The differential diagnosis of alopecia of syphilis includes telogen effluvium and androgenic alopecia, alopecia of thyroid disease, alopecia areata, alopecia neoplastica, tinea capitis, and trichotillomania. All cases of new-onset patchy alopecia merit testing for syphilis.

First-line treatment for uncomplicated syphilis remains a single dose of 2.4 million units of intramuscular penicillin G, according to the CDC’s 2006 guidelines.14 For those allergic to penicillin, oral doxycycline 100 mg b.i.d. for two weeks, tetracycline 500 mg four times daily for two weeks, or azithromycin 500 mg daily for one week can be given, but these are suboptimal therapies because they do not cross the blood-brain barrier, and many strains of T. pallidum are resistant. These alternate therapies are not used in pregnant women, in whom desensitization to penicillin is performed so that penicillin can be given. Ceftriaxone may be as effective as penicillin-based treatment. In patients who are HIV-positive or those whose HIV status is unknown and who are immunocompromised, three weekly doses of 2.4 million units of intramuscular penicillin G is a prudent therapeutic approach. However, serologic failure rate up to 25% has been reported.

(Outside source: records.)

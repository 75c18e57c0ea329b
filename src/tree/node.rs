//! Schedule tree nodes.
//!
//! The tree is an owned sum type traversed top-down only:
//! - `Domain` is the root and holds every statement's iteration domain
//! - `Band` schedules one or more timestamp dimensions together
//! - `Sequence` runs its filtered children in order, `Set` in any order
//! - `Filter` restricts the instances reaching its subtree
//! - `Leaf` executes one statement

use crate::ir::pir::StmtId;
use crate::polyhedral::expr::QuasiAffine;
use crate::polyhedral::set::UnionSet;
use crate::transform::schedule::DimRole;
use crate::utils::pretty::{format_list, format_list_with, nested, PrettyPrint};
use pretty::RcDoc;
use std::collections::BTreeMap;
use std::fmt;

/// Instances of one statement.
#[derive(Debug, Clone, PartialEq, Eq)]
pub struct StatementDomain {
    /// Statement
    pub stmt: StmtId,
    /// Statement name
    pub name: String,
    /// Instance set
    pub domain: UnionSet,
}

/// Partial schedule of one statement within a band.
#[derive(Debug, Clone, PartialEq, Eq)]
pub struct BandMember {
    /// Statement
    pub stmt: StmtId,
    /// Statement name
    pub name: String,
    /// Iterator names, used for printing
    pub iterators: Vec<String>,
    /// One expression per band dimension
    pub schedule: Vec<QuasiAffine>,
}

/// A band node.
#[derive(Debug, Clone, PartialEq, Eq)]
pub struct BandNode {
    /// Timestamp dimensions of the flat schedule covered by the band
    pub dims: Vec<usize>,
    /// Role shared by the band's dimensions
    pub role: DimRole,
    /// Partial schedules, in statement order
    pub members: Vec<BandMember>,
    /// Whether each dimension is parallel
    pub parallel: Vec<bool>,
    /// Tile sizes (if tiled)
    pub tile_sizes: Vec<Option<i64>>,
    /// Whether the dimensions may be freely interchanged
    pub permutable: bool,
    /// Child
    pub child: Box<ScheduleNode>,
}

impl BandNode {
    /// Number of band dimensions.
    pub fn width(&self) -> usize {
        self.dims.len()
    }

    /// Partial schedule of one statement.
    pub fn member(&self, stmt: StmtId) -> Option<&BandMember> {
        self.members.iter().find(|m| m.stmt == stmt)
    }
}

/// Schedule tree node types.
#[derive(Debug, Clone, PartialEq, Eq)]
pub enum ScheduleNode {
    /// Root: all iteration domains
    Domain {
        /// One entry per statement
        domains: Vec<StatementDomain>,
        /// Child
        child: Box<ScheduleNode>,
    },
    /// Loop band (one or more dimensions)
    Band(BandNode),
    /// Sequential execution of filter children
    Sequence(Vec<ScheduleNode>),
    /// Unordered execution of filter children
    Set(Vec<ScheduleNode>),
    /// Filter (subset of the instances)
    Filter {
        /// Instances let through, per statement
        statements: Vec<StatementDomain>,
        /// Child
        child: Box<ScheduleNode>,
    },
    /// Leaf (statement execution)
    Leaf {
        /// Statement
        stmt: StmtId,
        /// Statement name
        name: String,
    },
}

impl ScheduleNode {
    /// Direct children.
    pub fn children(&self) -> Vec<&ScheduleNode> {
        match self {
            ScheduleNode::Domain { child, .. } | ScheduleNode::Filter { child, .. } => vec![child.as_ref()],
            ScheduleNode::Band(band) => vec![band.child.as_ref()],
            ScheduleNode::Sequence(children) | ScheduleNode::Set(children) => children.iter().collect(),
            ScheduleNode::Leaf { .. } => Vec::new(),
        }
    }

    fn walk<'a>(&'a self, visit: &mut impl FnMut(&'a ScheduleNode)) {
        visit(self);
        for child in self.children() {
            child.walk(visit);
        }
    }

    fn band_depth(&self) -> usize {
        let below = self.children().into_iter().map(|c| c.band_depth()).max().unwrap_or(0);
        match self {
            ScheduleNode::Band(_) => below + 1,
            _ => below,
        }
    }

    fn collect_instances(
        &self,
        reaching: &BTreeMap<StmtId, UnionSet>,
        out: &mut Vec<(StmtId, Option<UnionSet>)>,
    ) {
        match self {
            ScheduleNode::Domain { domains, child } => {
                let all: BTreeMap<StmtId, UnionSet> = domains.iter().map(|d| (d.stmt, d.domain.clone())).collect();
                child.collect_instances(&all, out);
            }
            ScheduleNode::Filter { statements, child } => {
                let kept: BTreeMap<StmtId, UnionSet> = statements
                    .iter()
                    .filter_map(|f| reaching.get(&f.stmt).map(|set| (f.stmt, set.intersect(&f.domain))))
                    .collect();
                child.collect_instances(&kept, out);
            }
            ScheduleNode::Leaf { stmt, .. } => out.push((*stmt, reaching.get(stmt).cloned())),
            _ => {
                for child in self.children() {
                    child.collect_instances(reaching, out);
                }
            }
        }
    }

    fn doc<'a>(&'a self, params: &'a [String]) -> RcDoc<'a, ()> {
        let children = || self.children().into_iter().map(|c| c.doc(params)).collect::<Vec<_>>();
        let header = match self {
            ScheduleNode::Domain { domains, .. } => {
                format!("domain {}", format_list_with(domains, "; ", |d| d.domain.to_string()))
            }
            ScheduleNode::Band(band) => {
                let members = format_list_with(&band.members, "; ", |m| {
                    let exprs = format_list_with(&m.schedule, ", ", |e| e.to_string_with_names(&m.iterators, params));
                    format!("{} -> [{}]", m.name, exprs)
                });
                let flags = format_list_with(&band.parallel, ", ", |&p| (if p { "parallel" } else { "serial" }).to_string());
                let mut header = format!("band[{}] {} ({})", band.role, members, flags);
                if band.tile_sizes.iter().any(Option::is_some) {
                    let sizes: Vec<i64> = band.tile_sizes.iter().flatten().copied().collect();
                    header.push_str(&format!(" sizes [{}]", format_list(&sizes, ", ")));
                }
                if band.permutable {
                    header.push_str(" permutable");
                }
                header
            }
            ScheduleNode::Sequence(_) => "sequence".to_string(),
            ScheduleNode::Set(_) => "set".to_string(),
            ScheduleNode::Filter { statements, .. } => {
                format!("filter {{{}}}", format_list_with(statements, ", ", |s| s.name.clone()))
            }
            ScheduleNode::Leaf { name, .. } => format!("leaf {}", name),
        };
        nested(RcDoc::text(header), children(), 2)
    }
}

/// A schedule tree.
#[derive(Debug, Clone, PartialEq, Eq)]
pub struct ScheduleTree {
    /// Root node, always a domain node
    pub root: ScheduleNode,
    /// Parameter names, used for printing
    pub param_names: Vec<String>,
}

impl ScheduleTree {
    /// Statements of the leaves, in tree order.
    pub fn leaves(&self) -> Vec<StmtId> {
        let mut leaves = Vec::new();
        self.root.walk(&mut |node| {
            if let ScheduleNode::Leaf { stmt, .. } = node {
                leaves.push(*stmt);
            }
        });
        leaves
    }

    /// Statement names of the leaves, in tree order.
    pub fn statement_order(&self) -> Vec<String> {
        let mut names = Vec::new();
        self.root.walk(&mut |node| {
            if let ScheduleNode::Leaf { name, .. } = node {
                names.push(name.clone());
            }
        });
        names
    }

    /// Band nodes, outermost first.
    pub fn bands(&self) -> Vec<&BandNode> {
        let mut bands = Vec::new();
        self.root.walk(&mut |node| {
            if let ScheduleNode::Band(band) = node {
                bands.push(band);
            }
        });
        bands
    }

    /// Maximum number of nested bands on a root-to-leaf path.
    pub fn depth(&self) -> usize {
        self.root.band_depth()
    }

    /// Instances reaching each leaf: the domain restricted by every filter
    /// on the path. `None` when the leaf's statement is filtered out.
    pub fn leaf_instances(&self) -> Vec<(StmtId, Option<UnionSet>)> {
        let mut out = Vec::new();
        self.root.collect_instances(&BTreeMap::new(), &mut out);
        out
    }
}

impl PrettyPrint for ScheduleTree {
    fn to_doc(&self) -> RcDoc<'_, ()> {
        self.root.doc(&self.param_names)
    }
}

impl fmt::Display for ScheduleTree {
    fn fmt(&self, f: &mut fmt::Formatter<'_>) -> fmt::Result {
        f.write_str(&self.pretty())
    }
}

The histology of the alopecia of syphilis can be nonspecific. Patterns include: (1) plasma cells in a perifollicular distribution; (2) an alopecia areata-like pattern in which the infiltrate is mostly lymphocytes;15 and (3) lymphocyte exocytosis into the hair matrix associated with vacuolar degeneration and scattered apoptotic cells with sparse plasma cells. Features that can distinguish the alopecia of syphilis from alopecia areata include absence of eosinophils, sparse lymphocytic infiltrate, and absence of small or abnormal anagen hair follicles. Immunohistochemical studies can show the presence of T. pallidum in the peribulbar region and penetrating into the follicle matrix.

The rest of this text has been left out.